Sad to say, I set up this blog about a year ago and then promptly ignored it. But now I am back with a new design and a determination to get myself up and running again. And what more appropriate way to get back on the track than to comment on the recent op-ed piece in the NY Times by my heroes Ivan Oransky and Adam Marcus. I suppose anyone who has stumbled on to my blog is probably aware of who these fellows are, but, in case you haven’t, they established a blog called Retraction Watch (RW) in August of 2010. Retractions have increased about 10 fold over the last decade and RW has been a dynamic force in waking up the scientific community and the public at large to the uncomfortable fact that scientists are not angels, but people with lumps and warts just like everybody else. Scientists can make mistakes, but, worse than that, more than 2/3rds of retractions can be attributed to some form of scientific misconduct.
So last week Adam and Ivan came down hard on “scientific fraudsters” and on the institutions (universities, medical schools, government agencies like the US Public Health Service’s Office of Research Integrity (ORI)) that have let most of these miscreants get away with little more than a slap on the wrist and have done even less to recoup the taxpayers’ (my!) money. In a straw poll taken some months back, they asked “should scientific fraud be prosecuted as a crime?’. 635 readers responded with 83% voting “yes”. These may all have been members of the choir, but anyhow…
Adam and Ivan remind us that scientific integrity in the garb of the ORI (OSI at the time) fell flat on its face in the Baltimore/Imanishi-Kari case when it was over-ruled by higher up politicos with their own axes to grind. Adam and Ivan plead for more money for the ORI along with the power to issue subpoenas, an omission which permits the universities and other institutions to collude with the accused in withholding potentially damning information. Our heroes end their piece by calling for Congress to take action by widening the ORI’s powers and increasing it appropriations.

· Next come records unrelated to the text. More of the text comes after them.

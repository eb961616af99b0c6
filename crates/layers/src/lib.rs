pub mod arcs;
pub mod layer;
pub mod points;
pub mod symbology;

pub use arcs::*;
pub use layer::*;
pub use points::*;
pub use symbology::*;
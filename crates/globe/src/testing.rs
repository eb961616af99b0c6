//! In-memory [`Container`] for driving a view without a DOM.

use std::cell::RefCell;
use std::rc::Rc;

use gpu::{HeadlessBackend, HeadlessProbe, RenderBackend};

use crate::container::{Container, InputEvent, InputSink};
use crate::error::ViewError;

#[derive(Debug, Default)]
struct FakeState {
    size: Option<(u32, u32)>,
    attached: bool,
    attaches: u64,
    detaches: u64,
    listener_adds: u64,
    listener_removes: u64,
    sink: Option<InputSink>,
    backend: Option<HeadlessProbe>,
    fail_listeners: bool,
}

/// Container whose size and events are set from the outside.
#[derive(Debug, Default)]
pub struct FakeContainer {
    state: Rc<RefCell<FakeState>>,
}

/// Test-side handle to a [`FakeContainer`] that was moved into a view.
#[derive(Debug, Clone)]
pub struct FakeContainerProbe {
    state: Rc<RefCell<FakeState>>,
}

impl FakeContainer {
    /// A mounted container of the given size, plus its probe.
    pub fn new(width: u32, height: u32) -> (Self, FakeContainerProbe) {
        Self::with_size(Some((width, height)))
    }

    /// `None` models an element that is not mounted yet.
    pub fn with_size(size: Option<(u32, u32)>) -> (Self, FakeContainerProbe) {
        let state = Rc::new(RefCell::new(FakeState {
            size,
            ..FakeState::default()
        }));
        (
            Self {
                state: Rc::clone(&state),
            },
            FakeContainerProbe { state },
        )
    }
}

impl FakeContainerProbe {
    pub fn set_size(&self, size: Option<(u32, u32)>) {
        self.state.borrow_mut().size = size;
    }

    /// Change the size and deliver a resize event, like a viewport change.
    pub fn resize(&self, width: u32, height: u32) -> bool {
        self.set_size(Some((width, height)));
        self.fire(InputEvent::Resize)
    }

    /// Deliver `event` through the registered listeners. Returns false when
    /// nothing is listening.
    pub fn fire(&self, event: InputEvent) -> bool {
        // Clone out so the listener can call back into the container.
        let sink = self.state.borrow().sink.clone();
        match sink {
            Some(sink) => {
                sink.send(event);
                true
            }
            None => false,
        }
    }

    /// Make the next `add_listeners` fail.
    pub fn fail_listeners(&self) {
        self.state.borrow_mut().fail_listeners = true;
    }

    /// Simulate the surface being removed by someone else.
    pub fn detach_externally(&self) {
        self.state.borrow_mut().attached = false;
    }

    pub fn is_attached(&self) -> bool {
        self.state.borrow().attached
    }

    pub fn is_listening(&self) -> bool {
        self.state.borrow().sink.is_some()
    }

    pub fn attaches(&self) -> u64 {
        self.state.borrow().attaches
    }

    pub fn detaches(&self) -> u64 {
        self.state.borrow().detaches
    }

    pub fn listener_adds(&self) -> u64 {
        self.state.borrow().listener_adds
    }

    pub fn listener_removes(&self) -> u64 {
        self.state.borrow().listener_removes
    }

    /// Probe of the backend created by the latest attach.
    pub fn backend(&self) -> Option<HeadlessProbe> {
        self.state.borrow().backend.clone()
    }
}

impl Container for FakeContainer {
    fn client_size(&self) -> Option<(u32, u32)> {
        self.state.borrow().size
    }

    fn attach_surface(
        &mut self,
        width: u32,
        height: u32,
    ) -> Result<Box<dyn RenderBackend>, ViewError> {
        let mut s = self.state.borrow_mut();
        if s.size.is_none() {
            return Err(ViewError::HostUnavailable);
        }
        let (mut backend, probe) = HeadlessBackend::new();
        backend.resize(width, height);
        s.attached = true;
        s.attaches += 1;
        s.backend = Some(probe);
        Ok(Box::new(backend))
    }

    fn detach_surface(&mut self) -> Result<(), ViewError> {
        let mut s = self.state.borrow_mut();
        if !s.attached {
            return Err(ViewError::SurfaceDetached);
        }
        s.attached = false;
        s.detaches += 1;
        Ok(())
    }

    fn add_listeners(&mut self, sink: InputSink) -> Result<(), ViewError> {
        let mut s = self.state.borrow_mut();
        if std::mem::take(&mut s.fail_listeners) {
            return Err(ViewError::Surface("listener registration refused".into()));
        }
        s.listener_adds += 1;
        s.sink = Some(sink);
        Ok(())
    }

    fn remove_listeners(&mut self) {
        let mut s = self.state.borrow_mut();
        if s.sink.take().is_some() {
            s.listener_removes += 1;
        }
    }
}
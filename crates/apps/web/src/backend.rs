//! Canvas 2D drawing of a [`RenderFrame`].

use globe::ViewError;
use gpu::{RenderBackend, RenderCommand, RenderFrame, faces_camera, project, projected_radius};
use layers::css_rgba;
use wasm_bindgen::JsCast;
use wasm_bindgen::prelude::*;
use web_sys::{CanvasRenderingContext2d, HtmlCanvasElement};

const SPHERE_FILL: &str = "rgba(12, 24, 48, 0.92)";
const SPHERE_RIM: &str = "rgba(120, 170, 255, 0.35)";
/// Dash pattern lengths are fractions of this many pixels.
const DASH_UNIT_PX: f64 = 40.0;

fn set_fill_style(ctx: &CanvasRenderingContext2d, value: &str) {
    let _ = js_sys::Reflect::set(
        ctx.as_ref(),
        &JsValue::from_str("fillStyle"),
        &JsValue::from_str(value),
    );
}

fn set_stroke_style(ctx: &CanvasRenderingContext2d, value: &str) {
    let _ = js_sys::Reflect::set(
        ctx.as_ref(),
        &JsValue::from_str("strokeStyle"),
        &JsValue::from_str(value),
    );
}

pub struct Canvas2dBackend {
    canvas: HtmlCanvasElement,
    ctx: CanvasRenderingContext2d,
    pixel_ratio: f64,
    css_size: (f64, f64),
    disposed: bool,
}

impl Canvas2dBackend {
    pub fn new(canvas: HtmlCanvasElement, pixel_ratio: f64) -> Result<Self, ViewError> {
        let ctx = canvas
            .get_context("2d")
            .map_err(|e| ViewError::Surface(format!("get_context: {e:?}")))?
            .ok_or_else(|| ViewError::Surface("2d context unavailable".into()))?
            .dyn_into::<CanvasRenderingContext2d>()
            .map_err(|_| ViewError::Surface("context is not 2d".into()))?;
        Ok(Self {
            canvas,
            ctx,
            pixel_ratio: if pixel_ratio > 0.0 { pixel_ratio } else { 1.0 },
            css_size: (0.0, 0.0),
            disposed: false,
        })
    }

    fn draw_sphere(&self, frame: &RenderFrame, radius: f64) -> Result<(), JsValue> {
        let (w, h) = self.css_size;
        let r = projected_radius(radius, &frame.camera, h);
        self.ctx.begin_path();
        self.ctx.arc(w * 0.5, h * 0.5, r, 0.0, std::f64::consts::TAU)?;
        set_fill_style(&self.ctx, SPHERE_FILL);
        self.ctx.fill();
        set_stroke_style(&self.ctx, SPHERE_RIM);
        self.ctx.set_line_width(1.0);
        self.ctx.stroke();
        Ok(())
    }

    fn draw_commands(&self, frame: &RenderFrame) -> Result<(), JsValue> {
        let (w, h) = self.css_size;
        let camera = &frame.camera;
        let focal = camera.focal_px(h);

        for command in &frame.commands {
            match command {
                RenderCommand::Sphere { radius, .. } => self.draw_sphere(frame, *radius)?,
                RenderCommand::Point {
                    position,
                    color,
                    radius,
                    ..
                } => {
                    if !faces_camera(*position, camera) {
                        continue;
                    }
                    let Some([x, y]) = project(*position, camera, w, h) else {
                        continue;
                    };
                    let depth = (camera.position.z - position.z).max(1e-6);
                    let r = (radius * focal / depth).max(1.0);
                    self.ctx.begin_path();
                    self.ctx.arc(x, y, r, 0.0, std::f64::consts::TAU)?;
                    set_fill_style(&self.ctx, &css_rgba(*color));
                    self.ctx.fill();
                }
                RenderCommand::Arc {
                    path,
                    color,
                    dash_length,
                    dash_gap,
                    dash_phase,
                    stroke,
                    ..
                } => {
                    let dash = f64::from(*dash_length) * DASH_UNIT_PX;
                    let gap = f64::from(*dash_gap) * DASH_UNIT_PX;
                    let pattern = js_sys::Array::of2(&dash.into(), &gap.into());
                    self.ctx.set_line_dash(&pattern)?;
                    self.ctx.set_line_dash_offset(-f64::from(*dash_phase) * (dash + gap));
                    set_stroke_style(&self.ctx, &css_rgba(*color));
                    self.ctx.set_line_width(f64::from(*stroke).max(0.5) * 2.0);
                    self.ctx.begin_path();
                    let mut pen_down = false;
                    for v in path {
                        let visible = faces_camera(*v, camera);
                        match (visible, project(*v, camera, w, h)) {
                            (true, Some([x, y])) if pen_down => self.ctx.line_to(x, y),
                            (true, Some([x, y])) => {
                                self.ctx.move_to(x, y);
                                pen_down = true;
                            }
                            _ => pen_down = false,
                        }
                    }
                    self.ctx.stroke();
                    self.ctx.set_line_dash(&js_sys::Array::new())?;
                }
            }
        }
        Ok(())
    }
}

impl RenderBackend for Canvas2dBackend {
    fn resize(&mut self, width: u32, height: u32) {
        if self.disposed {
            return;
        }
        self.css_size = (f64::from(width), f64::from(height));
        self.canvas
            .set_width((f64::from(width) * self.pixel_ratio).round() as u32);
        self.canvas
            .set_height((f64::from(height) * self.pixel_ratio).round() as u32);
        let _ = self
            .ctx
            .set_transform(self.pixel_ratio, 0.0, 0.0, self.pixel_ratio, 0.0, 0.0);
    }

    fn draw(&mut self, frame: &RenderFrame) {
        if self.disposed {
            return;
        }
        let (w, h) = self.css_size;
        self.ctx.clear_rect(0.0, 0.0, w, h);
        if let Err(err) = self.draw_commands(frame) {
            tracing::warn!(?err, "canvas draw failed");
        }
    }

    fn dispose(&mut self) {
        if self.disposed {
            return;
        }
        self.disposed = true;
        // Shrinking the canvas frees its backing store.
        self.canvas.set_width(0);
        self.canvas.set_height(0);
    }
}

And then today, we have 3 letters on the Times’ Opinion Pages that reflect 3 different responses to Ivan and Adam. The first, written by a lawyer who represents accused scientists, points out that the federal regulations are flawed first because the accused does not have immediate access to the evidence, second because universities and medical schools do not call in outside experts (hear! hear!), third, the accused may not be represented by counsel during hearings and last that findings may be based on weak anomalies that are not necessarily fraudulent. This respondent calls for “fairer and more accurate fact-finding procedures”. The second applauds the op-ed piece and goes even further by calling for stiffer penalties. And the last calls attention to the temptations brought by the excessively competitive work environment that requires substantial outside grant support, an overabundance of publications and, I would add, the push for promotion and tenure. The second writer is a department chairman and the third is a psychology professor.